Brasília – O Supremo Tribunal Federal (STF) manteve nesta sexta-feira (11) a condenação do deputado Eduardo Bolsonaro (PL-SP) por declarações contra a jornalista Patrícia Campos Mello, da Folha de S. Paulo. O parlamentar deve pagar R$ 35 mil por danos morais após insinuações feitas em 2020.
A maioria dos ministros rejeitou o recurso da defesa, que contestava a decisão do Tribunal de Justiça de São Paulo (TJ-SP). A fala ofensiva ocorreu durante uma live, quando Eduardo sugeriu que a repórter teria utilizado de insinuações sexuais para obter informações.
Declarações foram consideradas ofensivas
Durante as investigações sobre disparos em massa de mensagens nas eleições de 2018, Eduardo Bolsonaro atacou a reputação da jornalista com frases de cunho sexual. A Justiça entendeu que as declarações feriram a dignidade e imagem de Campos Mello.
A reação à fala foi imediata. Diversas entidades da imprensa e da sociedade civil repudiaram o conteúdo, que foi amplamente repercutido.
Barroso: STF não pode reavaliar provas
O ministro Luís Roberto Barroso, relator do processo, votou pela rejeição do recurso. Ele destacou que o STF não pode reexaminar provas nesta fase. “Para divergir da conclusão do Tribunal de origem seria necessário um novo exame dos fatos e das provas constantes dos autos, providência inviável nesta fase processual”, afirmou.
Seguiram o voto do relator os ministros Alexandre de Moraes, Cristiano Zanin, Cármen Lúcia, Dias Toffoli e Flávio Dino.
Divergência no plenário
Os ministros André Mendonça e Kassio Nunes Marques discordaram da maioria.

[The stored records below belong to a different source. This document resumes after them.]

//! Ride-Share Ledger CLI
//!
//! Keeps the group in a JSON file and prints results as CSV on stdout.
//!
//! # Usage
//!
//! ```bash
//! rideshare-ledger add-person Dana
//! rideshare-ledger add-ride --driver Dana --passenger Avi --passenger Ben --distance 30
//! rideshare-ledger debts
//! rideshare-ledger settle
//! ```
//!
//! # Environment Variables
//!
//! - `RUST_LOG`: Set to `debug` or `warn` to control logging verbosity
//! - `RIDESHARE_STATE`, `RIDESHARE_RETRIES`, `RIDESHARE_BACKOFF_MS`,
//!   `RIDESHARE_STALE_LOCK_SECS`: see `--help`

use chrono::Utc;
use clap::{Parser, Subcommand};
use rideshare_ledger::lifecycle::write_debts_csv;
use rideshare_ledger::{
    update, CachingStore, GroupState, JsonFileStore, Lifecycle, Result, RetryPolicy, StateStore,
};
use rust_decimal::Decimal;
use std::fs::File;
use std::io::{self, BufReader, Write};
use std::path::PathBuf;
use std::process;
use std::time::Duration;

#[derive(Debug, Parser)]
#[command(name = "rideshare-ledger", version, about = "Split ride costs and settle up")]
struct Cli {
    /// JSON file holding the group
    #[arg(long, env = "RIDESHARE_STATE", default_value = "rideShareData.json")]
    state: PathBuf,

    /// Attempts for a write that loses a race with another writer
    #[arg(long, env = "RIDESHARE_RETRIES", default_value_t = 3)]
    retries: u32,

    /// Base backoff between attempts, doubled each time
    #[arg(long, env = "RIDESHARE_BACKOFF_MS", default_value_t = 50)]
    backoff_ms: u64,

    /// Age after which a leftover lock file is treated as abandoned
    #[arg(long, env = "RIDESHARE_STALE_LOCK_SECS", default_value_t = 30)]
    stale_lock_secs: u64,

    #[command(subcommand)]
    command: Command,
}

#[derive(Debug, Subcommand)]
enum Command {
    /// Register a person
    AddPerson { name: String },

    /// Remove a person along with their rides
    RemovePerson { person: String },

    /// Set the group's default price per km
    SetPrice { price: Decimal },

    /// Set a driver's own price per km; omit the price to clear it
    SetPersonPrice { person: String, price: Option<Decimal> },

    /// Set the distance used when a ride is added without one
    SetDistance { distance: Decimal },

    /// Record a ride
    AddRide {
        #[arg(long)]
        driver: String,

        #[arg(long = "passenger", required = true)]
        passengers: Vec<String>,

        /// Kilometers; defaults to the group's default distance
        #[arg(long)]
        distance: Option<Decimal>,
    },

    /// Import rides from a `driver,passengers,distance[,date]` CSV file
    Import { file: PathBuf },

    /// List the roster
    People,

    /// List rides, newest first
    Rides {
        /// Show settled rides instead of active ones
        #[arg(long)]
        archived: bool,
    },

    /// Compute what everyone owes for the active rides
    Debts {
        /// Print per-ride debts instead of settlement payments
        #[arg(long, conflicts_with = "balances")]
        raw: bool,

        /// Print net balances instead of settlement payments
        #[arg(long)]
        balances: bool,
    },

    /// Settle up: archive the active rides and print the payments
    Settle,

    /// Move a settled ride back to the active rides
    Unsettle { ride_id: String },
}

fn main() {
    env_logger::init();
    let cli = Cli::parse();

    match run(cli) {
        Ok(()) => {}
        Err(e) if e.is_recoverable_noop() => eprintln!("{}", e),
        Err(e) => {
            eprintln!("Error: {}", e);
            process::exit(1);
        }
    }
}

fn run(cli: Cli) -> Result<()> {
    let policy = RetryPolicy::new(cli.retries, Duration::from_millis(cli.backoff_ms));
    let store = CachingStore::new(
        JsonFileStore::with_lock_policy(&cli.state, policy.clone())
            .with_stale_lock_after(Duration::from_secs(cli.stale_lock_secs)),
    );

    let stdout = io::stdout();
    let mut out = stdout.lock();

    match cli.command {
        Command::AddPerson { name } => {
            let (id, _) = update(&store, &policy, |l| l.add_person(&name))?;
            writeln!(out, "{}", id)?;
        }
        Command::RemovePerson { person } => {
            update(&store, &policy, |l| {
                let id = l.state().resolve_person(&person)?.id.clone();
                l.remove_person(&id)
            })?;
        }
        Command::SetPrice { price } => {
            update(&store, &policy, |l| l.set_price_per_km(price))?;
        }
        Command::SetPersonPrice { person, price } => {
            update(&store, &policy, |l| {
                let id = l.state().resolve_person(&person)?.id.clone();
                l.set_person_price(&id, price)
            })?;
        }
        Command::SetDistance { distance } => {
            update(&store, &policy, |l| l.set_default_distance(distance))?;
        }
        Command::AddRide {
            driver,
            passengers,
            distance,
        } => {
            let (id, _) = update(&store, &policy, |l| {
                let state = l.state();
                let driver_id = state.resolve_person(&driver)?.id.clone();
                let passenger_ids = passengers
                    .iter()
                    .map(|p| state.resolve_person(p).map(|person| person.id.clone()))
                    .collect::<Result<Vec<_>>>()?;
                let distance = distance.unwrap_or(state.settings.default_distance);
                l.add_ride(&driver_id, &passenger_ids, distance, Utc::now())
            })?;
            writeln!(out, "{}", id)?;
        }
        Command::Import { file } => {
            let (added, _) = update(&store, &policy, |l| {
                let reader = BufReader::new(File::open(&file)?);
                l.process_csv(reader)
            })?;
            writeln!(out, "Imported {} rides", added)?;
        }
        Command::People => write_people(&mut out, &store.load()?)?,
        Command::Rides { archived } => write_rides(&mut out, &store.load()?, archived)?,
        Command::Debts { raw, balances } => {
            let mut lifecycle = Lifecycle::new(store.load()?);
            lifecycle.recompute()?;
            if raw {
                lifecycle.write_raw_debts(&mut out)?;
            } else if balances {
                lifecycle.write_balances(&mut out)?;
            } else {
                lifecycle.write_debts(&mut out)?;
            }
        }
        Command::Settle => {
            let ((debts, settled), state) = update(&store, &policy, |l| {
                l.recompute()?;
                let debts = l.debts().to_vec();
                let settled = l.confirm_settlement()?;
                Ok((debts, settled))
            })?;
            write_debts_csv(&mut out, &state, &debts)?;
            eprintln!("Settled {} rides", settled);
        }
        Command::Unsettle { ride_id } => {
            update(&store, &policy, |l| l.reverse_settlement(&ride_id))?;
        }
    }

    out.flush()?;
    Ok(())
}

fn write_people<W: Write>(out: W, state: &GroupState) -> Result<()> {
    let mut csv_writer = csv::Writer::from_writer(out);

    csv_writer.write_record(["id", "name", "price_per_km", "active_rides"])?;
    for person in &state.users {
        csv_writer.write_record([
            person.id.clone(),
            person.name.clone(),
            person
                .price_per_km
                .map(|p| p.to_string())
                .unwrap_or_default(),
            state.ride_count_for(&person.id).to_string(),
        ])?;
    }

    csv_writer.flush()?;
    Ok(())
}

fn write_rides<W: Write>(out: W, state: &GroupState, archived: bool) -> Result<()> {
    let mut csv_writer = csv::Writer::from_writer(out);
    let rides = if archived {
        state.sorted_archive()
    } else {
        state.sorted_rides()
    };

    csv_writer.write_record(["id", "date", "driver", "passengers", "distance"])?;
    for ride in rides {
        let passengers: Vec<&str> = ride
            .passengers
            .iter()
            .map(|p| state.display_name(p))
            .collect();
        csv_writer.write_record([
            ride.id.clone(),
            ride.date.to_rfc3339(),
            state.display_name(&ride.driver_id).to_string(),
            passengers.join(";"),
            ride.distance.to_string(),
        ])?;
    }

    csv_writer.flush()?;
    Ok(())
}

Eles alegaram que as falas do deputado estão protegidas pela imunidade parlamentar, garantida pelo artigo 53 da Constituição.
Segundo Mendonça, Eduardo atuou em “contexto eleitoral” e respondeu a uma profissional da imprensa “em defesa da idoneidade de político cuja reputação tem potencial considerável de atingir sua própria carreira pública”.
Entenda
- STF manteve a condenação de Eduardo Bolsonaro por ofensa à jornalista Patrícia Campos Mello.
- A decisão confirma a indenização de R$ 35 mil por danos morais.
- O deputado fez as declarações em uma live, em 2020.
- O relator, Barroso, rejeitou o recurso por inviabilidade processual.
- Ministros Mendonça e Nunes Marques divergiram e defenderam imunidade parlamentar.